RECORDS SUPPLIED:
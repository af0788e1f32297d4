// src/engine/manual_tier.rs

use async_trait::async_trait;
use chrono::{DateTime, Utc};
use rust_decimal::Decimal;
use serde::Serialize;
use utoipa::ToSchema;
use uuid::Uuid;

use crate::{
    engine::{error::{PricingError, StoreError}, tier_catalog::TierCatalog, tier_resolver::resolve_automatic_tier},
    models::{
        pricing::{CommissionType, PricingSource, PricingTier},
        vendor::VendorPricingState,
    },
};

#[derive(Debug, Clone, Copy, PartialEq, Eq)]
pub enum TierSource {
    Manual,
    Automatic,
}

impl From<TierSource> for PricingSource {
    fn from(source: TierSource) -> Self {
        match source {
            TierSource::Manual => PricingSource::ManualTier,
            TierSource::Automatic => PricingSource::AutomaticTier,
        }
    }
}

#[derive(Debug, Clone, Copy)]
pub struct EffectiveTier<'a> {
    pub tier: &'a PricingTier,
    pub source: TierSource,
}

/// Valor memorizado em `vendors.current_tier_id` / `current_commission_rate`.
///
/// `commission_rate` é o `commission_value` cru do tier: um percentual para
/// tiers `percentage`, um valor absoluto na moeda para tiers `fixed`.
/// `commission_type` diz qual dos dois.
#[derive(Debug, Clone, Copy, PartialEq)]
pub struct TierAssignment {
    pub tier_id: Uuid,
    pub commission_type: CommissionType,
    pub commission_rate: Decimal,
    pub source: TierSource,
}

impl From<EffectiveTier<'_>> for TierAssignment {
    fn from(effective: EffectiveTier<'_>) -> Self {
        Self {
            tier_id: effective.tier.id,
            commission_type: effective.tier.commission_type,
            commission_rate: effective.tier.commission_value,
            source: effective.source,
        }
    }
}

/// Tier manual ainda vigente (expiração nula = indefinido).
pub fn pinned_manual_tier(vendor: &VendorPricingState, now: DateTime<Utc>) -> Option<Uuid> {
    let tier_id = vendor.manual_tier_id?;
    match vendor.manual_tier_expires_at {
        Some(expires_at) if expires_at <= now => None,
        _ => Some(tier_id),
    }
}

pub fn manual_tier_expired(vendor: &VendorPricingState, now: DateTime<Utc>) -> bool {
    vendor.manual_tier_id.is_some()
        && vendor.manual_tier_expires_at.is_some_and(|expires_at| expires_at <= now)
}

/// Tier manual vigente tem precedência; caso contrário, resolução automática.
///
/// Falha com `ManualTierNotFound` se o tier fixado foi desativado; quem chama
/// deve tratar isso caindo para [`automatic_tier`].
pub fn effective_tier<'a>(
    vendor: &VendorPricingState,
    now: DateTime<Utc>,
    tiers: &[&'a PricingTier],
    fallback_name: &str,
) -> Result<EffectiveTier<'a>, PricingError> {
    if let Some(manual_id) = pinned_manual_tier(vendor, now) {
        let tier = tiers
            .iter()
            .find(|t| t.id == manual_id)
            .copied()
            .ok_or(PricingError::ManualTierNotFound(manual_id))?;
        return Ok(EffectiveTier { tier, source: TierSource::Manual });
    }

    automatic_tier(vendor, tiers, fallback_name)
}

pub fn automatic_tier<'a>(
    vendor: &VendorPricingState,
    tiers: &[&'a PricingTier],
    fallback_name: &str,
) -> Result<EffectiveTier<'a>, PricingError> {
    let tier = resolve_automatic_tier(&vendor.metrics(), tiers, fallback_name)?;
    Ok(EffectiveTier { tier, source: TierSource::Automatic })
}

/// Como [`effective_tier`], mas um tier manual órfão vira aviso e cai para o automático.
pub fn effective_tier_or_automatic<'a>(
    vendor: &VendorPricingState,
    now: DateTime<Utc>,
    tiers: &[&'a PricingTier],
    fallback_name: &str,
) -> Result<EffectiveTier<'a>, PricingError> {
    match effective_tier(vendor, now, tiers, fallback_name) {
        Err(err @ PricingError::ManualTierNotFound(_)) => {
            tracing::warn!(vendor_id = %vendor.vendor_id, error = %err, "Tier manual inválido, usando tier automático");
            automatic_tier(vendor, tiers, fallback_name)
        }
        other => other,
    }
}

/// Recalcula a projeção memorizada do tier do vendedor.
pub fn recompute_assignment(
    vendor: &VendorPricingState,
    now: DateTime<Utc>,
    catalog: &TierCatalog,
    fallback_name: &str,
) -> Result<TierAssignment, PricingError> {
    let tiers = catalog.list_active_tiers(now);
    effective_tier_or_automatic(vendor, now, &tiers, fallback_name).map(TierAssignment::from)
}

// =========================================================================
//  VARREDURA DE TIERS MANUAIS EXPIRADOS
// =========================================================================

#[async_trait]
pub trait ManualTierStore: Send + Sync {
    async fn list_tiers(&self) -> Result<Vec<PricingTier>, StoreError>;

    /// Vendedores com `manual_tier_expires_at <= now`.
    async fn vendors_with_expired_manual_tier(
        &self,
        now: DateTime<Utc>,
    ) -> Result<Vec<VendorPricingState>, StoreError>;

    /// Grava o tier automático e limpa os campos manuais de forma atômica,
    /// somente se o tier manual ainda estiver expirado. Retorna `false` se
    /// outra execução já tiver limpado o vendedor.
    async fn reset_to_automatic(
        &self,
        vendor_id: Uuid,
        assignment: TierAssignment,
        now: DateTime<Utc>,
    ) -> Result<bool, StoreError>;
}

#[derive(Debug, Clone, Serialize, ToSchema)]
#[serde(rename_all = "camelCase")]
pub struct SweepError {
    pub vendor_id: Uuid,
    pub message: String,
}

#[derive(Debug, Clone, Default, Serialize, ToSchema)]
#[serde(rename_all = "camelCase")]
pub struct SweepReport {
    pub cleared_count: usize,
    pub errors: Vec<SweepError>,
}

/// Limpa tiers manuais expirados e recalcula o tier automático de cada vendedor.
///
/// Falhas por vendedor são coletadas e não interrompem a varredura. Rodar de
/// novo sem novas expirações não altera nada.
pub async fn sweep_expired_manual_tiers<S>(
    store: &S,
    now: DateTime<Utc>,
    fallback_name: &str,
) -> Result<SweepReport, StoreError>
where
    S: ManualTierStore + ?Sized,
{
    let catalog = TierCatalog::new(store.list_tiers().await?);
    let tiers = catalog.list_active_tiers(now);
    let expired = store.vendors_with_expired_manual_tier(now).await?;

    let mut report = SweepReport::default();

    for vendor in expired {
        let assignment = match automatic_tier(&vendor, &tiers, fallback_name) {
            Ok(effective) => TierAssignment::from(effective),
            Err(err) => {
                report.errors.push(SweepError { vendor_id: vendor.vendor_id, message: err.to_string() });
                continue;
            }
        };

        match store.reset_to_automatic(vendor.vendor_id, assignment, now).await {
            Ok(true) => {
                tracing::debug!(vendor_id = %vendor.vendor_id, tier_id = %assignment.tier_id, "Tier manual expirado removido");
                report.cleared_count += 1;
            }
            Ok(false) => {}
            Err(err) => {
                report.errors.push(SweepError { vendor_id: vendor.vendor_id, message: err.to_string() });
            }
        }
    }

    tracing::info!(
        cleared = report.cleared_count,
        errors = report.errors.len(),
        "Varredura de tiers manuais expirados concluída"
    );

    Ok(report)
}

WORK INSTRUCTION:
Each line of the listing above that includes the word "PartialEq" should be copied.

ANSWER SECTION:
#[derive(Debug, Clone, Copy, PartialEq, Eq)]
#[derive(Debug, Clone, Copy, PartialEq)]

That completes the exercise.